DELİLLER VE GEREKÇE:
Trafik Kazası tespit tutanağı : Kaza sonrası resmi ekiplerin tanzim ettikleri 04/12/2020 tarihli maddi hasarlı trafik kazası tutanağının; “04.12.2020 günü saat 10:48 sıralarında sürücü … idaresindeki … plakalı araç ile İzmir istikametinden Çeşme istikametine seyir halindeyken, tali yoldan çıkıp yine karşı tarafa Torosan istikametine geçmek isteyen sürücü … idaresindeki … plakalı aracın ön kısımlarıyla, diğer aracın sol yan kısımlarının çarpışması neticesinde yaralamalı ve maddi hasarlı trafik kazasının meydana geldiği, bu kazanın meydana gelmesinde … plakalı aracın sürücüsü … 2918 s. KTK’nun 57/1-a (Kavşağa yaklaşan sürücüler kavşaktaki şartlara uyacak şekilde yavaşlamak, dikkatli olmak, geçiş hakkı olan araçların önce geçmesine imkan vermek zorundadırlar.) maddesini, diğer sürücü …’un 52/1-a (Kavşaklara yaklaşırken, dönemeçlere girerken, tepe üstlerine yaklaşırken, dönemeçli yollarda ilerlerken, yaya geçitlerine, hemzemin geçitlere, tünellere, dar köprü ve menfezlere yaklaşırken, yapım ve onarım alanlarına girerken, hızlarını azaltmak) maddesini ihlal ettiği tespit edilmiştir” şeklinde düzenlendiği görülmüştür.

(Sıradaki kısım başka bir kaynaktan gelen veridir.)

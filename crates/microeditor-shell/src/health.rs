//! Structured reporting of session lifecycle events.

use std::path::Path;
use std::sync::Arc;

use microeditor_config::Config;

use crate::error::ShellError;
use crate::session::SessionSummary;

const HEALTH_TARGET: &str = concat!(env!("CARGO_PKG_NAME"), "::health");

/// Observer for the milestones of a shell run.
pub trait SessionReporter: Send + Sync {
    /// Invoked before configuration is loaded.
    fn session_starting(&self, document: &Path);

    /// Invoked once configuration and telemetry are in place.
    fn session_configured(&self, config: &Config);

    /// Invoked when the editor answers the initialisation handshake.
    fn editor_initialised(&self, attempts: u32);

    /// Invoked after the session completes.
    fn session_completed(&self, summary: &SessionSummary);

    /// Invoked when the run fails.
    fn session_failed(&self, error: &ShellError);
}

impl<T> SessionReporter for Arc<T>
where
    T: SessionReporter + ?Sized,
{
    fn session_starting(&self, document: &Path) {
        (**self).session_starting(document);
    }

    fn session_configured(&self, config: &Config) {
        (**self).session_configured(config);
    }

    fn editor_initialised(&self, attempts: u32) {
        (**self).editor_initialised(attempts);
    }

    fn session_completed(&self, summary: &SessionSummary) {
        (**self).session_completed(summary);
    }

    fn session_failed(&self, error: &ShellError) {
        (**self).session_failed(error);
    }
}

/// Reporter that emits every event through `tracing`.
#[derive(Debug, Default, Clone, Copy)]
pub struct StructuredSessionReporter;

impl SessionReporter for StructuredSessionReporter {
    fn session_starting(&self, document: &Path) {
        tracing::info!(
            target: HEALTH_TARGET,
            event = "session_starting",
            document = %document.display(),
            "starting editor session"
        );
    }

    fn session_configured(&self, config: &Config) {
        tracing::info!(
            target: HEALTH_TARGET,
            event = "session_configured",
            log_filter = %config.log_filter(),
            log_format = %config.log_format(),
            request_timeout_ms = ?config.bus().request_timeout_ms,
            unhandled_requests = %config.bus().unhandled_requests,
            "configuration resolved"
        );
    }

    fn editor_initialised(&self, attempts: u32) {
        tracing::info!(
            target: HEALTH_TARGET,
            event = "editor_initialised",
            attempts,
            "editor answered initialisation"
        );
    }

    fn session_completed(&self, summary: &SessionSummary) {
        tracing::info!(
            target: HEALTH_TARGET,
            event = "session_completed",
            language = %summary.language,
            edits = summary.edits.len(),
            dirty = summary.dirty,
            "editor session completed"
        );
    }

    fn session_failed(&self, error: &ShellError) {
        tracing::error!(
            target: HEALTH_TARGET,
            event = "session_failed",
            error = %error,
            "editor session failed"
        );
    }
}
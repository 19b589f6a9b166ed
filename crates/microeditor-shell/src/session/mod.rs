//! One host/editor session over an in-process link.

use std::fs;
use std::path::Path;
use std::sync::Arc;

use futures::future;
use microeditor_bus::{EditorEnvelope, EnvelopeBus, HostController, memory};
use microeditor_config::Config;
use microeditor_protocol::messages::{EditorContent, InitParams, LanguageData, StateControlCommand};
use parking_lot::Mutex;
use serde::Serialize;
use tokio::task::JoinHandle;
use tracing::{debug, warn};

use crate::error::ShellError;
use crate::health::SessionReporter;
use crate::scratch::ScratchEditor;

const SESSION_TARGET: &str = concat!(env!("CARGO_PKG_NAME"), "::session");
const HOST_ORIGIN: &str = "microeditor-shell";

/// What a session did, printed as JSON when the shell exits.
#[derive(Debug, Clone, PartialEq, Eq, Serialize)]
pub struct SessionSummary {
    /// Document that was opened.
    pub document: String,
    /// Language reported to the editor.
    pub language: String,
    /// Initialisation attempts until the editor answered.
    pub init_attempts: u32,
    /// Whether the editor announced readiness.
    pub ready: bool,
    /// Edits the host was notified about.
    pub edits: Vec<String>,
    /// Dirty flag after the last notification.
    pub dirty: bool,
    /// Undo and redo commands the editor reported executing itself.
    pub state_commands: Vec<String>,
    /// Size of the content returned by the editor at the end.
    pub content_bytes: usize,
    /// Size of the preview returned by the editor.
    pub preview_bytes: usize,
}

/// Editor events observed by the host.
#[derive(Debug, Default)]
struct HostLog {
    ready: bool,
    dirty: bool,
    edits: Vec<String>,
    state_commands: Vec<String>,
}

/// Parameters of one session.
#[derive(Debug, Clone)]
pub struct SessionRequest<'a> {
    /// Document to open.
    pub document: &'a Path,
    /// Language to report.
    pub language: String,
    /// Text the editor appends as its demonstration edit.
    pub edit: &'a str,
}

/// Runs a host and a [`ScratchEditor`] against each other.
///
/// The host polls the editor until it is initialised, the editor loads the
/// document and makes one edit, the host undoes and redoes it, and finally
/// the host reads back content and preview. Both buses are disposed before
/// returning, whatever the outcome.
///
/// # Errors
///
/// Returns [`ShellError::Document`] when the document cannot be read and
/// [`ShellError::Bus`] when any exchange fails.
pub async fn run_session(
    config: &Config,
    request: SessionRequest<'_>,
    reporter: &dyn SessionReporter,
) -> Result<SessionSummary, ShellError> {
    let text = fs::read_to_string(request.document).map_err(|source| ShellError::Document {
        path: request.document.to_path_buf(),
        source,
    })?;

    let (host_end, editor_end) = memory::duplex();
    let (host_transport, host_incoming) = host_end.into_parts();
    let (editor_transport, editor_incoming) = editor_end.into_parts();
    let host_bus = EnvelopeBus::new("host", host_transport, config.bus().clone());
    let editor_bus = EnvelopeBus::new("editor", editor_transport, config.bus().clone());
    let serving = [
        spawn_serve(&host_bus, host_incoming),
        spawn_serve(&editor_bus, editor_incoming),
    ];

    let host = HostController::new(host_bus);
    let editor = ScratchEditor::attach(EditorEnvelope::new(editor_bus));
    let log = Arc::new(Mutex::new(HostLog::default()));
    serve_document(&host, &request, text);
    observe_editor(&host, &log);

    let outcome = converse(&host, &editor, &request, reporter).await;

    let rejected = host.dispose() + editor.envelope().dispose();
    if rejected > 0 {
        warn!(target: SESSION_TARGET, rejected, "requests still pending at shutdown");
    }
    for handle in serving {
        if let Err(error) = handle.await {
            warn!(target: SESSION_TARGET, %error, "serve task ended abnormally");
        }
    }

    let (init_attempts, content_bytes, preview_bytes) = outcome?;
    let observed = log.lock();
    Ok(SessionSummary {
        document: request.document.display().to_string(),
        language: request.language,
        init_attempts,
        ready: observed.ready,
        edits: observed.edits.clone(),
        dirty: observed.dirty,
        state_commands: observed.state_commands.clone(),
        content_bytes,
        preview_bytes,
    })
}

fn spawn_serve(
    bus: &EnvelopeBus,
    incoming: futures::channel::mpsc::UnboundedReceiver<serde_json::Value>,
) -> JoinHandle<()> {
    let serving = bus.clone();
    tokio::spawn(async move { serving.serve(incoming).await })
}

fn serve_document(host: &HostController, request: &SessionRequest<'_>, text: String) {
    let language = LanguageData {
        language: request.language.clone(),
        editor_id: None,
        resources: Vec::new(),
    };
    host.on_language_request(move || future::ready(Ok(language.clone())));

    let document = EditorContent::new(text).with_path(request.document.display().to_string());
    host.on_content_request(move || future::ready(Ok(document.clone())));
}

fn observe_editor(host: &HostController, log: &Arc<Mutex<HostLog>>) {
    let ready = Arc::clone(log);
    host.on_ready(move || ready.lock().ready = true);

    let dirty = Arc::clone(log);
    host.on_dirty_indicator_change(move |indicator| dirty.lock().dirty = indicator.is_dirty);

    let edits = Arc::clone(log);
    host.on_new_edit(move |edit| edits.lock().edits.push(edit.id));

    let commands = Arc::clone(log);
    host.on_state_control_command_update(move |update| {
        let label = match update.command {
            StateControlCommand::Undo => "undo",
            StateControlCommand::Redo => "redo",
        };
        commands.lock().state_commands.push(label.to_owned());
    });

    host.on_set_content_error(|error| {
        warn!(target: SESSION_TARGET, message = %error.message, "editor rejected content");
    });
    host.on_open_file(|file| {
        debug!(target: SESSION_TARGET, path = %file.path, "editor asked to open a file");
    });
}

async fn converse(
    host: &HostController,
    editor: &ScratchEditor,
    request: &SessionRequest<'_>,
    reporter: &dyn SessionReporter,
) -> Result<(u32, usize, usize), ShellError> {
    let params = InitParams {
        origin: HOST_ORIGIN.to_owned(),
        bus_id: String::from("shell-bus"),
    };
    let attempts = host.poll_init(&params).await?;
    reporter.editor_initialised(attempts);

    editor.load().await?;
    editor.edit(request.edit)?;
    host.undo()?;
    host.redo()?;
    // Notifications are queued ahead of the request, so its return means
    // the editor has applied them.
    let replayed = host.request_content().await?;
    debug!(
        target: SESSION_TARGET,
        content_bytes = replayed.content.len(),
        "host undo and redo applied"
    );
    editor.undo()?;
    editor.redo()?;

    let content = host.request_content().await?;
    let preview = host.request_preview().await?.unwrap_or_default();
    debug!(
        target: SESSION_TARGET,
        content_bytes = content.content.len(),
        preview_bytes = preview.len(),
        "read back editor state"
    );
    Ok((attempts, content.content.len(), preview.len()))
}
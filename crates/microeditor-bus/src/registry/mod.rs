//! Handlers registered on a bus, keyed by message kind.
//!
//! A request kind has at most one handler, since exactly one return may be
//! sent per request. A notify kind fans out to every subscriber in
//! registration order.

use std::collections::HashMap;
use std::fmt;
use std::sync::Arc;

use futures::future::BoxFuture;
use microeditor_protocol::{NotifyKind, RequestKind};
use serde_json::Value;

use crate::error::HandlerFailure;

/// Future produced by a request handler.
pub type RequestFuture = BoxFuture<'static, Result<Option<Value>, HandlerFailure>>;

/// Answers requests of one kind with the payload for the return.
pub type RequestHandler = Arc<dyn Fn(Option<Value>) -> RequestFuture + Send + Sync>;

/// Receives notifications of one kind.
pub type NotifyHandler = Arc<dyn Fn(Option<&Value>) -> Result<(), HandlerFailure> + Send + Sync>;

/// Token identifying one notify subscription.
#[derive(Debug, Clone, Copy, PartialEq, Eq, Hash)]
pub struct RegistrationId {
    kind: NotifyKind,
    sequence: u64,
}

impl RegistrationId {
    /// Notify kind the subscription listens to.
    #[must_use]
    pub const fn kind(self) -> NotifyKind {
        self.kind
    }
}

impl fmt::Display for RegistrationId {
    fn fmt(&self, f: &mut fmt::Formatter<'_>) -> fmt::Result {
        write!(f, "{}#{}", self.kind, self.sequence)
    }
}

struct NotifyEntry {
    id: RegistrationId,
    handler: NotifyHandler,
}

/// Request and notify handlers of one bus.
#[derive(Default)]
pub struct HandlerRegistry {
    requests: HashMap<RequestKind, RequestHandler>,
    notifications: HashMap<NotifyKind, Vec<NotifyEntry>>,
    next_sequence: u64,
}

impl fmt::Debug for HandlerRegistry {
    fn fmt(&self, f: &mut fmt::Formatter<'_>) -> fmt::Result {
        let mut request_kinds: Vec<&RequestKind> = self.requests.keys().collect();
        request_kinds.sort_by_key(|kind| kind.request_kind().tag());
        f.debug_struct("HandlerRegistry")
            .field("requests", &request_kinds)
            .field("subscriptions", &self.subscription_count())
            .finish()
    }
}

impl HandlerRegistry {
    /// Creates an empty registry.
    #[must_use]
    pub fn new() -> Self {
        Self::default()
    }

    /// Installs the handler for `kind`, returning the one it replaced.
    pub fn set_request_handler(
        &mut self,
        kind: RequestKind,
        handler: RequestHandler,
    ) -> Option<RequestHandler> {
        self.requests.insert(kind, handler)
    }

    /// Removes the handler for `kind`.
    pub fn remove_request_handler(&mut self, kind: RequestKind) -> bool {
        self.requests.remove(&kind).is_some()
    }

    /// Handler for `kind`, if any.
    #[must_use]
    pub fn request_handler(&self, kind: RequestKind) -> Option<RequestHandler> {
        self.requests.get(&kind).cloned()
    }

    /// Appends a subscriber for `kind`.
    pub fn add_notify_handler(
        &mut self,
        kind: NotifyKind,
        handler: NotifyHandler,
    ) -> RegistrationId {
        self.next_sequence = self.next_sequence.wrapping_add(1);
        let id = RegistrationId {
            kind,
            sequence: self.next_sequence,
        };
        self.notifications
            .entry(kind)
            .or_default()
            .push(NotifyEntry { id, handler });
        id
    }

    /// Removes one subscription. Returns `false` when it was already gone.
    pub fn remove_notify_handler(&mut self, id: RegistrationId) -> bool {
        let Some(entries) = self.notifications.get_mut(&id.kind) else {
            return false;
        };
        let before = entries.len();
        entries.retain(|entry| entry.id != id);
        let removed = entries.len() != before;
        if entries.is_empty() {
            self.notifications.remove(&id.kind);
        }
        removed
    }

    /// Subscribers for `kind` in registration order.
    #[must_use]
    pub fn notify_handlers(&self, kind: NotifyKind) -> Vec<NotifyHandler> {
        self.notifications
            .get(&kind)
            .map(|entries| entries.iter().map(|entry| Arc::clone(&entry.handler)).collect())
            .unwrap_or_default()
    }

    /// Whether a handler is installed for `kind`.
    #[must_use]
    pub fn has_request_handler(&self, kind: RequestKind) -> bool {
        self.requests.contains_key(&kind)
    }

    /// Total number of notify subscriptions.
    #[must_use]
    pub fn subscription_count(&self) -> usize {
        self.notifications.values().map(Vec::len).sum()
    }

    /// Drops every handler.
    pub fn clear(&mut self) {
        self.requests.clear();
        self.notifications.clear();
    }
}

Hasar Dosyası : Davalı sigorta vekilinin 28/03/2022 tarihli cevabi yazısı içeriğinden; şirket kayıtlarının tetkikinde … ve
… plakalı araçlar arasında 04.12.2020 tarihinde meydana gelen trafik kazası ile ilgili olarak dava öncesinde şirketlerine hasar başvurusunun yapıldığı, buna ilişkin oluşturulan hasar dosyasına istinaden 09.02.2021 tarihinde 22.500,00-TL hasar bedelinin, 01.06.2021 tarihinde 6.020,00-TL değer kaybı bedelinin davacı vekiline ödeme yapıldığı bildirilmiştir.
Poliçe : Davalı sigorta şirketi ile dava dışı sigortalı … arasında … plakalı araç ile ilgili olarak 17/09/2020 – 17/09/2021 tarihlerini kapsar ZMMS poliçesi bulunmaktadır. Poliçe limiti araç başına maddi 41.000,00-TL. dir.
Trafik Kayıtları : Türkiye Noterler Birliği Başkanlığının 13/05/2022 tarihli cevabi yazısında; … plaka sayılı aracın kaza tarihi olan 04/12/2020 tarihinde dava dışı … adına tescilli olduğu, … plakalı aracın ise yine kaza tarihi olan 04/12/2020 tarihinde davacı … adına tescilli olduğu görülmüştür.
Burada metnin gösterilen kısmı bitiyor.